- **RAW DATA**:
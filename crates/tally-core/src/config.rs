use std::path::{Path, PathBuf};

use serde::{Deserialize, Serialize};

use crate::Result;

/// Top-level configuration loaded from `.tally.toml`.
///
/// Supports layered resolution: CLI flags > config file > defaults.
///
/// # Examples
///
/// ```
/// use tally_core::TallyConfig;
///
/// let config = TallyConfig::default();
/// assert!(config.output.pretty);
/// assert!(config.analysis.authors.is_empty());
/// ```
#[derive(Debug, Clone, Default, Serialize, Deserialize)]
pub struct TallyConfig {
    /// Which commits and files are counted.
    #[serde(default)]
    pub analysis: AnalysisConfig,
    /// How the report is written.
    #[serde(default)]
    pub output: OutputConfig,
}

impl TallyConfig {
    /// Load configuration from a TOML file at `path`.
    ///
    /// # Errors
    ///
    /// Returns [`TallyError::Io`](crate::TallyError::Io) if the file cannot be read, or
    /// [`TallyError::Toml`](crate::TallyError::Toml) if the content is not valid TOML.
    ///
    /// # Examples
    ///
    /// ```no_run
    /// use tally_core::TallyConfig;
    /// use std::path::Path;
    ///
    /// let config = TallyConfig::from_file(Path::new(".tally.toml")).unwrap();
    /// ```
    pub fn from_file(path: &Path) -> Result<Self> {
        let content = std::fs::read_to_string(path)?;
        Self::from_toml(&content)
    }

    /// Parse configuration from a TOML string.
    ///
    /// # Errors
    ///
    /// Returns [`TallyError::Toml`](crate::TallyError::Toml) if parsing fails.
    ///
    /// # Examples
    ///
    /// ```
    /// use tally_core::TallyConfig;
    ///
    /// let toml = r#"
    /// [analysis]
    /// authors = ["dev@example.com"]
    /// "#;
    /// let config = TallyConfig::from_toml(toml).unwrap();
    /// assert_eq!(config.analysis.authors, vec!["dev@example.com"]);
    /// ```
    pub fn from_toml(content: &str) -> Result<Self> {
        let config: Self = toml::from_str(content)?;
        Ok(config)
    }
}

/// Analysis settings.
///
/// # Examples
///
/// ```
/// use tally_core::AnalysisConfig;
///
/// let config = AnalysisConfig::default();
/// assert!(config.ignore_file.is_none());
/// ```
#[derive(Debug, Clone, Default, Serialize, Deserialize)]
pub struct AnalysisConfig {
    /// Author emails whose commits are counted (exact match).
    #[serde(default)]
    pub authors: Vec<String>,
    /// Ignore file with one glob-like path pattern per line.
    pub ignore_file: Option<PathBuf>,
}

/// Report output settings.
///
/// # Examples
///
/// ```
/// use tally_core::OutputConfig;
///
/// let config = OutputConfig::default();
/// assert_eq!(config.file_name, "git_contributions.json");
/// ```
#[derive(Debug, Clone, Serialize, Deserialize)]
pub struct OutputConfig {
    /// Indent the JSON report (default: true).
    #[serde(default = "default_pretty")]
    pub pretty: bool,
    /// File name of the report inside the output directory.
    #[serde(default = "default_file_name")]
    pub file_name: String,
}

fn default_pretty() -> bool {
    true
}

fn default_file_name() -> String {
    "git_contributions.json".into()
}

impl Default for OutputConfig {
    fn default() -> Self {
        Self {
            pretty: default_pretty(),
            file_name: default_file_name(),
        }
    }
}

- **REQUIREMENT**: Each record must be transcribed exactly, with nothing left out.

- **TASK ANSWER**:
filename crates/tally-core/src/config.rs
use std::path::{Path, PathBuf};

use serde::{Deserialize, Serialize};

use crate::Result;

/// Top-level configuration loaded from `.tally.toml`.
///
/// Supports layered resolution: CLI flags > config file > defaults.
///
/// # Examples
///
/// ```
/// use tally_core::TallyConfig;
///
/// let config = TallyConfig::default();
/// assert!(config.output.pretty);
/// assert!(config.analysis.authors.is_empty());
/// ```
#[derive(Debug, Clone, Default, Serialize, Deserialize)]
pub struct TallyConfig {
    /// Which commits and files are counted.
    #[serde(default)]
    pub analysis: AnalysisConfig,
    /// How the report is written.
    #[serde(default)]
    pub output: OutputConfig,
}

impl TallyConfig {
    /// Load configuration from a TOML file at `path`.
    ///
    /// # Errors
    ///
    /// Returns [`TallyError::Io`](crate::TallyError::Io) if the file cannot be read, or
    /// [`TallyError::Toml`](crate::TallyError::Toml) if the content is not valid TOML.
    ///
    /// # Examples
    ///
    /// ```no_run
    /// use tally_core::TallyConfig;
    /// use std::path::Path;
    ///
    /// let config = TallyConfig::from_file(Path::new(".tally.toml")).unwrap();
    /// ```
    pub fn from_file(path: &Path) -> Result<Self> {
        let content = std::fs::read_to_string(path)?;
        Self::from_toml(&content)
    }

    /// Parse configuration from a TOML string.
    ///
    /// # Errors
    ///
    /// Returns [`TallyError::Toml`](crate::TallyError::Toml) if parsing fails.
    ///
    /// # Examples
    ///
    /// ```
    /// use tally_core::TallyConfig;
    ///
    /// let toml = r#"
    /// [analysis]
    /// authors = ["dev@example.com"]
    /// "#;
    /// let config = TallyConfig::from_toml(toml).unwrap();
    /// assert_eq!(config.analysis.authors, vec!["dev@example.com"]);
    /// ```
    pub fn from_toml(content: &str) -> Result<Self> {
        let config: Self = toml::from_str(content)?;
        Ok(config)
    }
}

/// Analysis settings.
///
/// # Examples
///
/// ```
/// use tally_core::AnalysisConfig;
///
/// let config = AnalysisConfig::default();
/// assert!(config.ignore_file.is_none());
/// ```
#[derive(Debug, Clone, Default, Serialize, Deserialize)]
pub struct AnalysisConfig {
    /// Author emails whose commits are counted (exact match).
    #[serde(default)]
    pub authors: Vec<String>,
    /// Ignore file with one glob-like path pattern per line.
    pub ignore_file: Option<PathBuf>,
}

/// Report output settings.
///
/// # Examples
///
/// ```
/// use tally_core::OutputConfig;
///
/// let config = OutputConfig::default();
/// assert_eq!(config.file_name, "git_contributions.json");
/// ```
#[derive(Debug, Clone, Serialize, Deserialize)]
pub struct OutputConfig {
    /// Indent the JSON report (default: true).
    #[serde(default = "default_pretty")]
    pub pretty: bool,
    /// File name of the report inside the output directory.
    #[serde(default = "default_file_name")]
    pub file_name: String,
}

fn default_pretty() -> bool {
    true
}

fn default_file_name() -> String {
    "git_contributions.json".into()
}

impl Default for OutputConfig {
    fn default() -> Self {
        Self {
            pretty: default_pretty(),
            file_name: default_file_name(),
        }
    }
}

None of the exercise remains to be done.